Reputation: 337
I have some problems understanding what kind of error Oozie returns to me. Explanation:
I created a very simple "job" in Oozie, the XML is that:
<workflow-app name="Massimiliano" xmlns="uri:oozie:workflow:0.5">
<start to="spark-2adf"/>
<kill name="Kill">
<message>Action failed, error message[${wf:errorMessage(wf:lastErrorNode())}]</message>
</kill>
<action name="spark-2adf">
<spark xmlns="uri:oozie:spark-action:0.1">
<job-tracker>${jobTracker}</job-tracker>
<name-node>${nameNode}</name-node>
<master>local[*]</master>
<mode>client</mode>
<name>MySpark</name>
<class>org.XXX.SimpleApp</class>
<jar>${nameNode}/user/${wf:user()}//prova_spark/SimpleApp1.jar</jar>
</spark>
<ok to="End"/>
<error to="Kill"/>
</action>
<end name="End"/>
</workflow-app>
The job.properties is the follow:
nameNode=hdfs://10.203.17.90:8020
jobTracker=10.203.17.90:8021
master=local[*]
queueName=default
oozie.use.system.libpath=true
oozie.wf.application.path=${nameNode}/user/${user.name}/hdfs/user/oozie/share/lib/lib_20160628182408/spark
I tried more and more time to change all the parameters with absolutely no result.
The error that afflicts me is this:
Main class [org.apache.oozie.action.hadoop.SparkMain], exit code [101]
The name node is the Master node;
I don't know if oozie.wf.application.path
is sets correctly;
More detail of error:
hdfs://nameservice1/user/hdfs//prova_spark/SimpleApp1.jar
=================================================================
>>> Invoking Spark class now >>>
Intercepting System.exit(101)
<<< Invocation of Main class completed <<<
Failing Oozie Launcher, Main class [org.apache.oozie.action.hadoop.SparkMain], exit code [101]
Oozie Launcher failed, finishing Hadoop job gracefully
Oozie Launcher, uploading action data to HDFS sequence file: hdfs://nameservice1/user/hdfs/oozie-oozi/0000117-160804173605999-oozie-oozi-W/spark-2adf--spark/action-data.seq
Oozie Launcher ends
The path hdfs://nameservice1/user/hdfs//prova_spark/SimpleApp1.jar
is correct!

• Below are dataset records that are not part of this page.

/// A place for exactly one control surface.
///
/// REAPER lets a plug-in register control surface instances directly via
/// `plugin_register("csurf_inst", ...)`. Many plug-ins need just one of them, so this slot is
/// backed by a single-slot registry: installing a second surface fails until the first one has been
/// uninstalled or destroyed by REAPER.
///
/// # Example
///
/// ```no_run
/// use reaper_abi_medium::{ControlSurface, ControlSurfaceSlot};
///
/// #[derive(Debug)]
/// struct MyControlSurface;
/// impl ControlSurface for MyControlSurface {
///     fn set_track_list_change(&self) {
///         println!("Tracks changed");
///     }
/// }
///
/// let mut slot = ControlSurfaceSlot::new();
/// let cpp_surface = slot.install(Box::new(MyControlSurface)).unwrap();
/// // plugin_register("csurf_inst", cpp_surface) ... plugin_register("-csurf_inst", cpp_surface)
/// let _ = cpp_surface;
/// let my_surface = unsafe { slot.uninstall() }.unwrap();
/// assert!(my_surface.downcast_ref::<MyControlSurface>().is_some());
/// ```
pub struct ControlSurfaceSlot {
    registry: LifecycleRegistry<ControlSurfaceInterface>,
    installed: Option<InstalledSurface>,
}

struct InstalledSurface {
    cpp_surface: NonNull<raw::IReaperControlSurface>,
    // The callback target of `cpp_surface`. Must stay in place while installed.
    #[allow(clippy::redundant_allocation)]
    rust_surface: Box<Box<dyn IReaperControlSurface>>,
}

impl ControlSurfaceSlot {
    pub fn new() -> ControlSurfaceSlot {
        ControlSurfaceSlot {
            registry: create_rust_control_surface_registry(RegistryMode::SingleSlot),
            installed: None,
        }
    }

    /// Creates the C++ counterpart of the given control surface and returns it.
    ///
    /// The result is what needs to be passed to REAPER's `plugin_register()`.
    ///
    /// # Errors
    ///
    /// Fails if a control surface is installed already. A surface which REAPER has destroyed in
    /// the meantime doesn't count as installed. It's discarded.
    pub fn install(
        &mut self,
        control_surface: Box<dyn ControlSurface>,
    ) -> Result<NonNull<raw::IReaperControlSurface>, InstallError> {
        if self.installed.is_some() {
            if self.is_installed() {
                return Err(InstallError::AlreadyInstalled);
            }
            tracing::debug!(msg = "Discarding control surface which has been destroyed by REAPER");
            self.installed = None;
        }
        let adapter = ControlSurfaceAdapter::new(control_surface);
        // We need to box the Rust side twice in order to obtain a thin pointer for passing it to
        // C++ as callback target.
        let rust_surface: Box<Box<dyn IReaperControlSurface>> = Box::new(Box::new(adapter));
        let cpp_surface = unsafe {
            create_cpp_to_rust_control_surface(&self.registry, rust_surface.as_ref().into())?
        };
        self.installed = Some(InstalledSurface {
            cpp_surface,
            rust_surface,
        });
        Ok(cpp_surface)
    }

    /// Destroys the C++ counterpart and hands ownership of the control surface back to you.
    ///
    /// Returns `None` if no control surface is installed.
    ///
    /// # Safety
    ///
    /// REAPER must not use the C++ counterpart anymore, so unregister it from REAPER first. Also,
    /// don't call this from within a control surface method. That would be like pulling the rug
    /// out from under your feet!
    pub unsafe fn uninstall(&mut self) -> Option<Box<dyn ControlSurface>> {
        let installed = self.installed.take()?;
        if !delete_cpp_control_surface(&self.registry, installed.cpp_surface) {
            tracing::debug!(msg = "Control surface has already been destroyed by REAPER");
        }
        let rust_surface: Box<dyn IReaperControlSurface> = *installed.rust_surface;
        let adapter = rust_surface
            .into_any()
            .downcast::<ControlSurfaceAdapter>()
            .ok()?;
        Some(adapter.into_delegate())
    }

    /// Returns the C++ counterpart of the installed control surface.
    ///
    /// `None` if nothing is installed or if REAPER destroyed it in the meantime.
    pub fn raw_surface(&self) -> Option<NonNull<raw::IReaperControlSurface>> {
        let installed = self.installed.as_ref()?;
        let handle = reaper_abi_low::ForeignHandle::from_thin_ptr(NonNull::from(
            installed.rust_surface.as_ref(),
        ));
        self.registry.lookup(handle)
    }

    pub fn is_installed(&self) -> bool {
        self.raw_surface().is_some()
    }
}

But I don't know where I have to look to resolve this problem.
Can you help me, please?
Upvotes: 3
Views: 3163
Reputation: 1298
I also encountered an similar issue, and it turn out that the jar path
<jar>${nameNode}/user/${wf:user()}//prova_spark/SimpleApp1.jar</jar>
shuold be your local path.
You don't need to put your spark jar into HDFS, just use the one on your linux system.
The solution solved my problem so I post it here.
Upvotes: 1
Reputation: 337
I have resolved in this manner: for issues that I really don't understand the spark job with Oozie doesn't works very well. I said "doesn't works very well" because all the errors that occur in syslog and stderr are very general (the description of the errors are very incomprehensible), so it is very difficult to resolve each problem and everytime you have to walk in the shadow to resolve your problem.
So, I have changed the approach and I used the shell job
, where I put this code:
d=`date +"%Y-%m-%d_%T" | sed 's/:/-/g'`
echo "START_TIMESTAMP=$d"
export HADOOP_USER_NAME=hdfs
spark-submit --master yarn --deploy-mode cluster --class org.XXX.TryApp TryApp.jar "/user/hue/oozie/workspaces/hue-oozie-1471949509.25"
In practice I have written the "middle solution", so I understand a more little bit Hadoop with Spark.
I lauched the spark job with yarn in cluster mode, and I pass to my jar the path of the file. In my scala-code, this is principal rows:
import ...
import org.apache.hadoop.fs.{ FileSystem, Path }
object TryApp {
def main(args: Array[String]) {
val conf = new SparkConf().setAppName("TryApp")
val sc = new SparkContext()
val sqlContext = new HiveContext(sc)
val fs = FileSystem.get(sc.hadoopConfiguration).getUri //hdfs://nameservice1
}
Now, given that the path is //hdfs://nameservice1
, it was very simple knowed the rest of the path, and I passed other piece through the variable args(0).
In Hue
interface, you have to specify 3 things:
action.sh
action.sh
, the second one is the file jar that we have to launch through Oozie.This works for me, and I think is better solution because even if you have some problem, the output of the error is very clear and you can correct your code or you job.
I hope to be helpful to someone!
Upvotes: 1
Reputation: 124
> Step 1. First capture spark and related jars used to execute. One way would be to execute with spark-submit at command line.
> Step 2. Create lib folder if not exists in the workflow path.
> Step 3. Place all the jars collected in step 1 in the lib folders
> Step 4. Run the workflow.
I think this should fix it. However, I would curious to know if it still didn't work.
Upvotes: 2